U.S. Energy Information Administration - EIA - Independent Statistics and Analysis
Short-Term Energy Outlook
U.S. Liquid Fuels
Total U.S. liquid fuels consumption increased by an estimated 60,000 b/d (0.3%) in 2016, as growth in motor gasoline, residual fuel oil, and jet fuel consumption was partially offset by a decline in distillate fuel consumption. Liquid fuels consumption is forecast to increase by 260,000 b/d (1.3%) in 2017 and by an additional 380,000 b/d (1.9%) in 2018.
Hydrocarbon gas liquids (HGL) consumption is expected to be a major contributor to overall U.S. liquid fuels consumption growth in the forecast period. HGL consumption fell by an estimated 30,000 b/d (1.1%) in 2016, but it is projected to increase by 90,000 b/d (3.7%) in 2017 and by 200,000 b/d (7.7%) in 2018.
Most of the forecast growth comes from new ethylene-producing petrochemical plants that will use ethane as their feedstock. Ethane consumption, which averaged an estimated 1.1 million b/d in 2016, is forecast to increase by 110,000 b/d (9.4%) in 2017 and by 180,000 b/d (14.4%) in 2018 as new ethylene producing petrochemical plants require more ethane as feedstock. The first in a series of new ethylene plants is scheduled to come online in the first quarter of 2017, at Ingleside, Texas. By mid-2018, six new plants and one previously de-activated plant, capable of using a combined 420,000 b/d of ethane feedstock, are expected to begin operations. Most of these plants are designed specifically to use ethane without the ability to switch to other feedstocks.

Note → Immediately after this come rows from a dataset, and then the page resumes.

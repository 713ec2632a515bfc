// ============================================
// File: crates/iplink-transport/src/error.rs
// ============================================
//! # Transport Error Types
//!
//! ## Creation Reason
//! Defines error types for serial-port and TUN-device operations.
//!
//! ## Error Categories
//! 1. **Serial Errors**: open and termios configuration failures
//! 2. **TUN Errors**: device creation and interface configuration failures
//! 3. **Configuration Errors**: invalid device parameters
//! 4. **System Errors**: raw I/O failures with context
//!
//! ## ⚠️ Important Note for Next Developer
//! - Would-block is never surfaced as an error; the async wrappers retry
//! - Setup failures are fatal to the process; steady-state I/O failures
//!   unwind the engine loop
//!
//! ## Last Modified
//! v0.1.0 - Initial error definitions

use std::io;

use thiserror::Error;

/// Result type for transport operations.
pub type Result<T> = std::result::Result<T, TransportError>;

/// Transport layer error types.
#[derive(Error, Debug)]
pub enum TransportError {
    // ========================================
    // Serial Errors
    // ========================================

    /// Failed to open the serial device.
    #[error("Failed to open serial device '{path}': {reason}")]
    SerialOpenFailed {
        /// Device path
        path: String,
        /// Why the open failed
        reason: String,
    },

    /// Failed to configure the serial line.
    #[error("Failed to configure serial device '{path}': {reason}")]
    SerialConfigFailed {
        /// Device path
        path: String,
        /// Why configuration failed
        reason: String,
    },

    /// Requested baud rate has no POSIX constant.
    #[error("Unsupported baud rate: {0}")]
    UnsupportedBaudRate(u32),

    // ========================================
    // TUN Device Errors
    // ========================================

    /// Failed to create the TUN device.
    #[error("Failed to create TUN device '{name}': {reason}")]
    TunCreateFailed {
        /// Requested device name
        name: String,
        /// Why creation failed
        reason: String,
    },

    /// Failed to configure the TUN interface.
    #[error("Failed to configure TUN device '{name}': {reason}")]
    TunConfigFailed {
        /// Device name
        name: String,
        /// Why configuration failed
        reason: String,
    },

    // ========================================
    // Configuration Errors
    // ========================================

    /// Invalid device configuration.
    #[error("Invalid configuration: {field} - {reason}")]
    InvalidConfig {
        /// Configuration field name
        field: String,
        /// Why it is invalid
        reason: String,
    },

    // ========================================
    // Wrapped Errors
    // ========================================

    /// I/O error from the system.
    #[error("I/O error: {context}")]
    Io {
        /// What was happening when the error occurred
        context: String,
        /// Underlying I/O error
        #[source]
        source: io::Error,
    },
}

impl TransportError {
    /// Creates a `SerialOpenFailed` error.
    pub fn serial_open_failed(path: impl Into<String>, reason: impl Into<String>) -> Self {
        Self::SerialOpenFailed {
            path: path.into(),
            reason: reason.into(),
        }
    }

    /// Creates a `SerialConfigFailed` error.
    pub fn serial_config_failed(path: impl Into<String>, reason: impl Into<String>) -> Self {
        Self::SerialConfigFailed {
            path: path.into(),
            reason: reason.into(),
        }
    }

    /// Creates a `TunCreateFailed` error.
    pub fn tun_create_failed(name: impl Into<String>, reason: impl Into<String>) -> Self {
        Self::TunCreateFailed {
            name: name.into(),
            reason: reason.into(),
        }
    }

    /// Creates a `TunConfigFailed` error.
    pub fn tun_config_failed(name: impl Into<String>, reason: impl Into<String>) -> Self {
        Self::TunConfigFailed {
            name: name.into(),
            reason: reason.into(),
        }
    }

    /// Creates an `InvalidConfig` error.
    pub fn invalid_config(field: impl Into<String>, reason: impl Into<String>) -> Self {
        Self::InvalidConfig {
            field: field.into(),
            reason: reason.into(),
        }
    }

    /// Creates an `Io` error with context.
    pub fn io(context: impl Into<String>, source: io::Error) -> Self {
        Self::Io {
            context: context.into(),
            source,
        }
    }
}

impl From<io::Error> for TransportError {
    fn from(err: io::Error) -> Self {
        Self::Io {
            context: "unspecified I/O operation".into(),
            source: err,
        }
    }
}

// ============================================
// Tests
// ============================================

#[cfg(test)]
mod tests {
    use super::*;

    #[test]
    fn test_error_display() {
        let err = TransportError::serial_open_failed("/dev/ttyS0", "permission denied");
        assert!(err.to_string().contains("/dev/ttyS0"));
        assert!(err.to_string().contains("permission denied"));

        let err = TransportError::UnsupportedBaudRate(12345);
        assert!(err.to_string().contains("12345"));
    }

    #[test]
    fn test_io_error_conversion() {
        let io_err = io::Error::new(io::ErrorKind::BrokenPipe, "pipe");
        let err: TransportError = io_err.into();
        assert!(matches!(err, TransportError::Io { .. }));
    }
}
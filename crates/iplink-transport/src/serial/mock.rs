// ============================================
// File: crates/iplink-transport/src/serial/mock.rs
// ============================================
//! # Mock Serial Port
//!
//! ## Creation Reason
//! Provides an in-memory serial byte stream so the link engine can be
//! exercised in tests without hardware or privileges.
//!
//! ## Main Functionality
//! - Injectable receive stream (bytes appear on the next `read`)
//! - Captured transmit stream for verification
//! - Cloneable handle: the test keeps one clone, the engine owns another
//!
//! ## Usage in Tests
//! ```
//! use iplink_transport::serial::MockSerial;
//! use iplink_transport::traits::SerialLink;
//!
//! # #[tokio::main(flavor = "current_thread")]
//! # async fn main() {
//! let uart = MockSerial::new();
//! uart.inject(b"\xC0\x01\xC0");
//!
//! let mut buf = [0u8; 16];
//! let n = uart.read(&mut buf).await.unwrap();
//! assert_eq!(&buf[..n], b"\xC0\x01\xC0");
//! # }
//! ```
//!
//! ## ⚠️ Important Note for Next Developer
//! - Testing only; never reachable from the binary
//! - `write` optionally truncates to a configured chunk size so short-write
//!   handling can be exercised
//!
//! ## Last Modified
//! v0.1.0 - Initial mock implementation

use std::collections::VecDeque;
use std::sync::Arc;

use async_trait::async_trait;
use parking_lot::Mutex;
use tokio::sync::Notify;

use crate::error::Result;
use crate::traits::SerialLink;

#[derive(Debug, Default)]
struct Inner {
    /// Bytes waiting to be read by the engine.
    rx: Mutex<VecDeque<u8>>,
    /// Bytes the engine has written.
    tx: Mutex<Vec<u8>>,
    /// Largest write accepted in one call (None = unlimited).
    write_limit: Mutex<Option<usize>>,
    /// Wakes readers when bytes are injected.
    notify: Notify,
}

/// Mock serial port for engine tests.
///
/// Cloning returns a handle to the same stream.
#[derive(Debug, Clone, Default)]
pub struct MockSerial {
    inner: Arc<Inner>,
}

impl MockSerial {
    /// Creates a new mock serial port.
    #[must_use]
    pub fn new() -> Self {
        Self::default()
    }

    /// Injects bytes to be returned by subsequent `read` calls.
    pub fn inject(&self, bytes: &[u8]) {
        self.inner.rx.lock().extend(bytes.iter().copied());
        self.inner.notify.notify_one();
    }

    /// Takes everything the engine has written so far.
    #[must_use]
    pub fn take_written(&self) -> Vec<u8> {
        std::mem::take(&mut *self.inner.tx.lock())
    }

    /// Returns the number of captured output bytes.
    #[must_use]
    pub fn written_len(&self) -> usize {
        self.inner.tx.lock().len()
    }

    /// Caps how many bytes a single `write` call accepts.
    ///
    /// Used to simulate a slow UART producing short writes.
    pub fn set_write_limit(&self, limit: Option<usize>) {
        *self.inner.write_limit.lock() = limit;
    }
}

#[async_trait]
impl SerialLink for MockSerial {
    async fn read(&self, buf: &mut [u8]) -> Result<usize> {
        loop {
            {
                let mut rx = self.inner.rx.lock();
                if !rx.is_empty() {
                    let n = rx.len().min(buf.len());
                    for (dst, src) in buf.iter_mut().zip(rx.drain(..n)) {
                        *dst = src;
                    }
                    return Ok(n);
                }
            }
            self.inner.notify.notified().await;
        }
    }

    async fn write(&self, buf: &[u8]) -> Result<usize> {
        let limit = self.inner.write_limit.lock().unwrap_or(buf.len());
        let n = buf.len().min(limit);
        self.inner.tx.lock().extend_from_slice(&buf[..n]);
        Ok(n)
    }
}

// ============================================
// Tests
// ============================================
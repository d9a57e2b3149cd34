pub mod docx;
pub mod exporter;

pub use docx::{Block, DocxDocument, DocxParagraph, Inline};
pub use exporter::{download_file_name, DocumentExporter, ExportArtifact, DOCX_MIME_TYPE};
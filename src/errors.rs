use thiserror::Error;

/// Failures surfaced by the essay pipeline.
///
/// Unmatched citation markers are not represented here: they render as plain
/// bracketed text.
#[derive(Debug, Error)]
pub enum EssayError {
    /// Required user input is missing; nothing downstream was invoked.
    #[error("missing required fields: {}", missing.join(", "))]
    Validation { missing: Vec<&'static str> },
    #[error("{provider} request failed: {message}")]
    Transport {
        provider: &'static str,
        message: String,
    },
    #[error("{provider} returned an unexpected response: {detail}")]
    MalformedResponse {
        provider: &'static str,
        detail: String,
    },
    /// Document serialization failed; display output is unaffected.
    #[error("failed to render document: {0}")]
    Render(String),
    #[error("configuration error: {0}")]
    Config(String),
}

impl EssayError {
    pub fn transport(provider: &'static str, err: impl std::fmt::Display) -> Self {
        Self::Transport {
            provider,
            message: err.to_string(),
        }
    }

    pub fn malformed(provider: &'static str, detail: impl Into<String>) -> Self {
        Self::MalformedResponse {
            provider,
            detail: detail.into(),
        }
    }

    pub fn is_validation(&self) -> bool {
        matches!(self, Self::Validation { .. })
    }
}

impl From<zip::result::ZipError> for EssayError {
    fn from(err: zip::result::ZipError) -> Self {
        Self::Render(err.to_string())
    }
}

pub type EssayResult<T> = Result<T, EssayError>;
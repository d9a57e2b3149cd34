use std::env;
use std::path::Path;
use tempfile::TempDir;

pub struct IntegrationHarness {
    workspace: TempDir,
}

impl IntegrationHarness {
    pub fn new() -> Self {
        let workspace = TempDir::new().expect("failed to create temp workspace");
        env::set_var("ESSAYBASE_HOME", workspace.path());
        Self { workspace }
    }

    pub fn workspace_path(&self) -> &Path {
        self.workspace.path()
    }
}

mod support;

mod citation_linking;
mod config_layer;
mod document_export;
mod essay_pipeline;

Motor gasoline consumption increased by an estimated 100,000 b/d (1.1%) to 9.28 million b/d in 2016. The increase in gasoline consumption reflects 2.6% growth in highway travel (because of employment growth and lower retail gasoline prices) that is partially offset by increases in vehicle fleet fuel economy. EIA forecasts that gasoline consumption will increase by 40,000 b/d (0.5%) in 2017 and by 90,000 b/d (0.9%) in 2018. In the forecast, gasoline consumption growth is expected to moderate slightly from 2016 levels, as highway travel growth slows to 1.2% and 1.6% in 2017 and 2018, respectively. Lower growth in highway travel reflects forecasts for slower employment growth and rising gasoline prices. If forecast growth in gasoline consumption is realized in 2017, it would surpass the previous record high level of consumption set in 2007.

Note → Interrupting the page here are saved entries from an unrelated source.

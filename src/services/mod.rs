pub mod generation;
pub mod search;

pub use generation::{
    build_prompt, CompletionRequest, EssayRequester, GenerationProvider, TogetherClient,
};
pub use search::{SearchHit, SearchProvider, SerplyScholarClient, SourceCollector};
//! End-to-end essay run: validate, collect sources, generate, render, export.

use chrono::{DateTime, Utc};
use serde::Serialize;
use sha2::{Digest, Sha256};
use uuid::Uuid;

use crate::config::{AppConfig, Credentials};
use crate::errors::{EssayError, EssayResult};
use crate::models::{EssayRequest, Source};
use crate::reports::{DocumentExporter, ExportArtifact};
use crate::services::{
    EssayRequester, GenerationProvider, SearchProvider, SerplyScholarClient, SourceCollector,
    TogetherClient,
};
use crate::writing::{collect_markers, CitationLinker};

/// Everything one run produced.
///
/// The export outcome is kept separate so a document failure never discards
/// the display rendering.
#[derive(Debug)]
pub struct EssayRun {
    pub run_id: Uuid,
    pub started_at: DateTime<Utc>,
    pub title: String,
    pub sources: Vec<Source>,
    pub essay_text: String,
    pub display_markdown: String,
    pub markers: Vec<String>,
    pub linked_markers: usize,
    pub export: EssayResult<ExportArtifact>,
}

/// Serializable digest of a run, without the document bytes.
#[derive(Debug, Clone, Serialize)]
#[serde(rename_all = "camelCase")]
pub struct RunSummary {
    pub run_id: Uuid,
    pub started_at: DateTime<Utc>,
    pub title: String,
    pub sources: Vec<Source>,
    pub marker_count: usize,
    pub linked_markers: usize,
    pub content_hash: String,
    pub export_file: Option<String>,
    pub export_error: Option<String>,
}

impl EssayRun {
    pub fn summary(&self) -> RunSummary {
        let (export_file, export_error) = match &self.export {
            Ok(artifact) => (Some(artifact.file_name.clone()), None),
            Err(err) => (None, Some(err.to_string())),
        };
        RunSummary {
            run_id: self.run_id,
            started_at: self.started_at,
            title: self.title.clone(),
            sources: self.sources.clone(),
            marker_count: self.markers.len(),
            linked_markers: self.linked_markers,
            content_hash: content_hash(&self.essay_text),
            export_file,
            export_error,
        }
    }
}

pub struct EssayPipeline<S, G> {
    collector: SourceCollector<S>,
    requester: EssayRequester<G>,
    exporter: DocumentExporter,
}

impl EssayPipeline<SerplyScholarClient, TogetherClient> {
    /// Wires the live provider clients with explicit credentials.
    pub fn from_config(config: &AppConfig, credentials: &Credentials) -> EssayResult<Self> {
        let search = SerplyScholarClient::new(
            &config.search,
            &config.http,
            credentials.search_api_key.clone(),
        )?;
        let generation = TogetherClient::new(
            &config.generation,
            &config.http,
            credentials.generation_api_key.clone(),
        )?;
        Ok(Self::new(search, generation, config))
    }
}

impl<S: SearchProvider, G: GenerationProvider> EssayPipeline<S, G> {
    pub fn new(search: S, generation: G, config: &AppConfig) -> Self {
        Self {
            collector: SourceCollector::new(search),
            requester: EssayRequester::new(generation, config.generation.clone()),
            exporter: DocumentExporter::new(config.export.clone()),
        }
    }

    /// Runs the whole pipeline. Validation failures return before any
    /// provider is contacted; provider failures propagate unchanged.
    pub fn run(&self, request: &EssayRequest) -> EssayResult<EssayRun> {
        let validated = request.validate()?;
        let run_id = Uuid::new_v4();
        let span = tracing::info_span!("essay_run", %run_id);
        let _guard = span.enter();
        let started_at = Utc::now();

        let sources = self
            .collector
            .collect_all(validated.author_list(), &validated.title)?;
        tracing::info!(
            authors = validated.author_list().len(),
            sources = sources.len(),
            "sources collected"
        );

        let essay_text = self.requester.generate(&validated, &sources)?;
        tracing::info!(chars = essay_text.chars().count(), "essay generated");

        let linker = CitationLinker::new(&sources);
        let display_markdown = linker.render_display_text(&essay_text);
        let markers = collect_markers(&essay_text);
        let linked_markers = linker.linked_count(&essay_text);
        tracing::info!(
            markers = markers.len(),
            linked = linked_markers,
            "citations linked"
        );

        let export = self.exporter.export(&validated.title, &essay_text, &sources);
        match &export {
            Ok(artifact) => tracing::info!(
                file_name = %artifact.file_name,
                hyperlinks = artifact.hyperlink_count,
                "document exported"
            ),
            Err(err) => tracing::warn!(error = %err, "document export failed"),
        }

        Ok(EssayRun {
            run_id,
            started_at,
            title: validated.title,
            sources,
            essay_text,
            display_markdown,
            markers,
            linked_markers,
            export,
        })
    }
}

/// True when the error came from missing user input rather than a provider.
pub fn is_user_error(err: &EssayError) -> bool {
    err.is_validation()
}

fn content_hash(content: &str) -> String {
    let mut hasher = Sha256::new();
    hasher.update(content.as_bytes());
    format!("{:x}", hasher.finalize())
}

Jet fuel consumption increased by an estimated 60,000 b/d (3.6%) in 2016. In the forecast, continued growth in passenger and freight activity is offset by fuel efficiency increases, resulting in roughly unchanged jet fuel consumption through 2018.

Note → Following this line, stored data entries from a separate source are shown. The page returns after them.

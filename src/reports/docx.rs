//! Minimal WordprocessingML writer.
//!
//! Produces a `.docx` package in memory: headings, paragraphs made of plain
//! runs and external hyperlinks, a small style sheet and core properties.

use chrono::{DateTime, SecondsFormat, Utc};
use std::io::{Cursor, Write};
use zip::write::FileOptions;
use zip::{CompressionMethod, ZipWriter};

use crate::errors::{EssayError, EssayResult};

const W_NS: &str = "http://schemas.openxmlformats.org/wordprocessingml/2006/main";
const R_NS: &str = "http://schemas.openxmlformats.org/officeDocument/2006/relationships";
const REL_NS: &str = "http://schemas.openxmlformats.org/package/2006/relationships";
const REL_HYPERLINK: &str =
    "http://schemas.openxmlformats.org/officeDocument/2006/relationships/hyperlink";
const REL_STYLES: &str =
    "http://schemas.openxmlformats.org/officeDocument/2006/relationships/styles";
const HYPERLINK_COLOR: &str = "0000FF";
/// `rId1` is reserved for the style sheet.
const FIRST_HYPERLINK_REL: usize = 2;

/// Inline content of a paragraph.
#[derive(Debug, Clone, PartialEq, Eq)]
pub enum Inline {
    Run(String),
    Hyperlink { url: String, text: String },
}

#[derive(Debug, Clone, Default, PartialEq, Eq)]
pub struct DocxParagraph {
    inlines: Vec<Inline>,
}

impl DocxParagraph {
    pub fn new() -> Self {
        Self::default()
    }

    pub fn from_text(text: impl Into<String>) -> Self {
        let mut paragraph = Self::new();
        paragraph.add_run(text);
        paragraph
    }

    pub fn add_run(&mut self, text: impl Into<String>) {
        self.inlines.push(Inline::Run(text.into()));
    }

    /// Appends an underlined, colored hyperlink run pointing at `url`.
    pub fn add_hyperlink(&mut self, url: impl Into<String>, text: impl Into<String>) {
        self.inlines.push(Inline::Hyperlink {
            url: url.into(),
            text: text.into(),
        });
    }

    pub fn inlines(&self) -> &[Inline] {
        &self.inlines
    }

    pub fn plain_text(&self) -> String {
        self.inlines
            .iter()
            .map(|inline| match inline {
                Inline::Run(text) => text.as_str(),
                Inline::Hyperlink { text, .. } => text.as_str(),
            })
            .collect()
    }
}

#[derive(Debug, Clone, PartialEq, Eq)]
pub enum Block {
    /// Level 0 renders with the `Title` style, level n with `Heading{n}`.
    Heading { level: u8, text: String },
    Paragraph(DocxParagraph),
}

#[derive(Debug, Clone)]
pub struct DocxDocument {
    title: Option<String>,
    blocks: Vec<Block>,
    created_at: DateTime<Utc>,
}

impl Default for DocxDocument {
    fn default() -> Self {
        Self::new()
    }
}

impl DocxDocument {
    pub fn new() -> Self {
        Self {
            title: None,
            blocks: Vec::new(),
            created_at: Utc::now(),
        }
    }

    /// Title recorded in the package core properties.
    pub fn set_title(&mut self, title: impl Into<String>) {
        self.title = Some(title.into());
    }

    pub fn add_heading(&mut self, text: impl Into<String>, level: u8) {
        self.blocks.push(Block::Heading {
            level,
            text: text.into(),
        });
    }

    pub fn add_paragraph(&mut self, paragraph: DocxParagraph) {
        self.blocks.push(Block::Paragraph(paragraph));
    }

    pub fn blocks(&self) -> &[Block] {
        &self.blocks
    }

    /// `(url, visible text)` for every hyperlink in document order.
    pub fn hyperlinks(&self) -> Vec<(&str, &str)> {
        self.blocks
            .iter()
            .filter_map(|block| match block {
                Block::Paragraph(paragraph) => Some(paragraph.inlines()),
                Block::Heading { .. } => None,
            })
            .flatten()
            .filter_map(|inline| match inline {
                Inline::Hyperlink { url, text } => Some((url.as_str(), text.as_str())),
                Inline::Run(_) => None,
            })
            .collect()
    }

    /// Serializes the package into an in-memory buffer.
    pub fn to_bytes(&self) -> EssayResult<Vec<u8>> {
        let (document_xml, hyperlink_targets) = self.document_xml();
        let parts = [
            ("[Content_Types].xml", content_types_xml()),
            ("_rels/.rels", package_rels_xml()),
            ("docProps/core.xml", self.core_xml()),
            ("word/document.xml", document_xml),
            ("word/styles.xml", styles_xml()),
            ("word/_rels/document.xml.rels", document_rels_xml(&hyperlink_targets)),
        ];

        let mut zip = ZipWriter::new(Cursor::new(Vec::new()));
        let options = FileOptions::default().compression_method(CompressionMethod::Deflated);
        for (name, body) in &parts {
            zip.start_file(*name, options)?;
            zip.write_all(body.as_bytes())
                .map_err(|err| EssayError::Render(format!("writing {name}: {err}")))?;
        }
        let cursor = zip.finish()?;
        Ok(cursor.into_inner())
    }

    fn document_xml(&self) -> (String, Vec<String>) {
        let mut targets = Vec::new();
        let mut body = String::new();
        for block in &self.blocks {
            match block {
                Block::Heading { level, text } => {
                    let style = if *level == 0 {
                        "Title".to_string()
                    } else {
                        format!("Heading{level}")
                    };
                    body.push_str(&format!(
                        "<w:p><w:pPr><w:pStyle w:val=\"{style}\"/></w:pPr>{}</w:p>",
                        run_xml(text, None)
                    ));
                }
                Block::Paragraph(paragraph) => {
                    body.push_str("<w:p>");
                    for inline in paragraph.inlines() {
                        match inline {
                            Inline::Run(text) => body.push_str(&run_xml(text, None)),
                            Inline::Hyperlink { url, text } => {
                                let rel_id = format!("rId{}", FIRST_HYPERLINK_REL + targets.len());
                                targets.push(url.clone());
                                body.push_str(&format!(
                                    "<w:hyperlink r:id=\"{rel_id}\" w:history=\"1\">{}</w:hyperlink>",
                                    run_xml(text, Some(HYPERLINK_COLOR))
                                ));
                            }
                        }
                    }
                    body.push_str("</w:p>");
                }
            }
        }
        let xml = format!(
            "<?xml version=\"1.0\" encoding=\"UTF-8\" standalone=\"yes\"?>\
             <w:document xmlns:w=\"{W_NS}\" xmlns:r=\"{R_NS}\"><w:body>{body}\
             <w:sectPr><w:pgSz w:w=\"12240\" w:h=\"15840\"/>\
             <w:pgMar w:top=\"1440\" w:right=\"1440\" w:bottom=\"1440\" w:left=\"1440\" \
             w:header=\"720\" w:footer=\"720\" w:gutter=\"0\"/></w:sectPr></w:body></w:document>"
        );
        (xml, targets)
    }

    fn core_xml(&self) -> String {
        let title = self.title.as_deref().map(escape_xml).unwrap_or_default();
        let created = self.created_at.to_rfc3339_opts(SecondsFormat::Secs, true);
        format!(
            "<?xml version=\"1.0\" encoding=\"UTF-8\" standalone=\"yes\"?>\
             <cp:coreProperties \
             xmlns:cp=\"http://schemas.openxmlformats.org/package/2006/metadata/core-properties\" \
             xmlns:dc=\"http://purl.org/dc/elements/1.1/\" \
             xmlns:dcterms=\"http://purl.org/dc/terms/\" \
             xmlns:xsi=\"http://www.w3.org/2001/XMLSchema-instance\">\
             <dc:title>{title}</dc:title><dc:creator>essaybase</dc:creator>\
             <dcterms:created xsi:type=\"dcterms:W3CDTF\">{created}</dcterms:created>\
             </cp:coreProperties>"
        )
    }
}

fn run_xml(text: &str, hyperlink_color: Option<&str>) -> String {
    let mut xml = String::from("<w:r>");
    if let Some(color) = hyperlink_color {
        xml.push_str(&format!(
            "<w:rPr><w:rStyle w:val=\"Hyperlink\"/><w:color w:val=\"{color}\"/><w:u w:val=\"single\"/></w:rPr>"
        ));
    }
    for (idx, line) in text.split('\n').enumerate() {
        if idx > 0 {
            xml.push_str("<w:br/>");
        }
        xml.push_str(&format!(
            "<w:t xml:space=\"preserve\">{}</w:t>",
            escape_xml(line)
        ));
    }
    xml.push_str("</w:r>");
    xml
}

fn content_types_xml() -> String {
    "<?xml version=\"1.0\" encoding=\"UTF-8\" standalone=\"yes\"?>\
     <Types xmlns=\"http://schemas.openxmlformats.org/package/2006/content-types\">\
     <Default Extension=\"rels\" ContentType=\"application/vnd.openxmlformats-package.relationships+xml\"/>\
     <Default Extension=\"xml\" ContentType=\"application/xml\"/>\
     <Override PartName=\"/word/document.xml\" ContentType=\"application/vnd.openxmlformats-officedocument.wordprocessingml.document.main+xml\"/>\
     <Override PartName=\"/word/styles.xml\" ContentType=\"application/vnd.openxmlformats-officedocument.wordprocessingml.styles+xml\"/>\
     <Override PartName=\"/docProps/core.xml\" ContentType=\"application/vnd.openxmlformats-package.core-properties+xml\"/>\
     </Types>"
        .to_string()
}

fn package_rels_xml() -> String {
    format!(
        "<?xml version=\"1.0\" encoding=\"UTF-8\" standalone=\"yes\"?>\
         <Relationships xmlns=\"{REL_NS}\">\
         <Relationship Id=\"rId1\" Type=\"http://schemas.openxmlformats.org/officeDocument/2006/relationships/officeDocument\" Target=\"word/document.xml\"/>\
         <Relationship Id=\"rId2\" Type=\"http://schemas.openxmlformats.org/package/2006/relationships/metadata/core-properties\" Target=\"docProps/core.xml\"/>\
         </Relationships>"
    )
}

fn document_rels_xml(hyperlink_targets: &[String]) -> String {
    let mut xml = format!(
        "<?xml version=\"1.0\" encoding=\"UTF-8\" standalone=\"yes\"?>\
         <Relationships xmlns=\"{REL_NS}\">\
         <Relationship Id=\"rId1\" Type=\"{REL_STYLES}\" Target=\"styles.xml\"/>"
    );
    for (idx, target) in hyperlink_targets.iter().enumerate() {
        xml.push_str(&format!(
            "<Relationship Id=\"rId{}\" Type=\"{REL_HYPERLINK}\" Target=\"{}\" TargetMode=\"External\"/>",
            FIRST_HYPERLINK_REL + idx,
            escape_xml(target)
        ));
    }
    xml.push_str("</Relationships>");
    xml
}

fn styles_xml() -> String {
    let heading = |level: u8, size: u8| {
        format!(
            "<w:style w:type=\"paragraph\" w:styleId=\"Heading{level}\">\
             <w:name w:val=\"heading {level}\"/><w:basedOn w:val=\"Normal\"/><w:next w:val=\"Normal\"/>\
             <w:pPr><w:keepNext/><w:spacing w:before=\"240\" w:after=\"80\"/><w:outlineLvl w:val=\"{}\"/></w:pPr>\
             <w:rPr><w:b/><w:sz w:val=\"{size}\"/></w:rPr></w:style>",
            level - 1
        )
    };
    format!(
        "<?xml version=\"1.0\" encoding=\"UTF-8\" standalone=\"yes\"?>\
         <w:styles xmlns:w=\"{W_NS}\">\
         <w:style w:type=\"paragraph\" w:default=\"1\" w:styleId=\"Normal\"><w:name w:val=\"Normal\"/>\
         <w:pPr><w:spacing w:after=\"160\"/></w:pPr><w:rPr><w:sz w:val=\"22\"/></w:rPr></w:style>\
         <w:style w:type=\"paragraph\" w:styleId=\"Title\"><w:name w:val=\"Title\"/><w:basedOn w:val=\"Normal\"/>\
         <w:next w:val=\"Normal\"/><w:rPr><w:sz w:val=\"52\"/></w:rPr></w:style>\
         {}{}{}\
         <w:style w:type=\"character\" w:styleId=\"Hyperlink\"><w:name w:val=\"Hyperlink\"/>\
         <w:rPr><w:color w:val=\"{HYPERLINK_COLOR}\"/><w:u w:val=\"single\"/></w:rPr></w:style>\
         </w:styles>",
        heading(1, 32),
        heading(2, 28),
        heading(3, 24)
    )
}

/// Escapes markup characters and drops code points XML 1.0 cannot carry.
fn escape_xml(input: &str) -> String {
    input
        .chars()
        .filter(|ch| matches!(ch, '\t' | '\n' | '\r') || !ch.is_control())
        .map(|ch| match ch {
            '<' => "&lt;".into(),
            '>' => "&gt;".into(),
            '&' => "&amp;".into(),
            '"' => "&quot;".into(),
            '\'' => "&apos;".into(),
            _ => ch.to_string(),
        })
        .collect::<String>()
}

Consumption of distillate fuel, which includes diesel fuel and heating oil, declined by an estimated 140,000 b/d (3.5%) in 2016. That decline is the result of warmer-than-normal winter temperatures, reduced oil and natural gas drilling (which uses diesel fuel in its operations), and declining coal production, which has reduced diesel use in rail shipments of coal. Stronger expected economic growth, increasing oil and natural gas drilling activity, and an assumption of normal temperatures contribute to forecast distillate fuel consumption growth of 110,000 b/d (2.9%) in 2017 and 70,000 b/d (1.9%) in 2018.
EIA estimates that total U.S. crude oil production averaged 8.9 million b/d in 2016, a decline of 0.5 million b/d from 2015 levels, with all of the production decline in the Lower 48 onshore. However, based on the latest available monthly data from October and production estimates from November and December, EIA estimates that production began increasing in the fourth quarter of 2016, averaging 8.9 million b/d for the quarter, up from an average of 8.7 million b/d in the third quarter. If confirmed in final data, this would be the first quarterly production increase since the first quarter of 2015. Although most of the fourth-quarter increase came from the federal Gulf of Mexico, EIA estimates that Lower 48 onshore production also increased by almost 60,000 b/d.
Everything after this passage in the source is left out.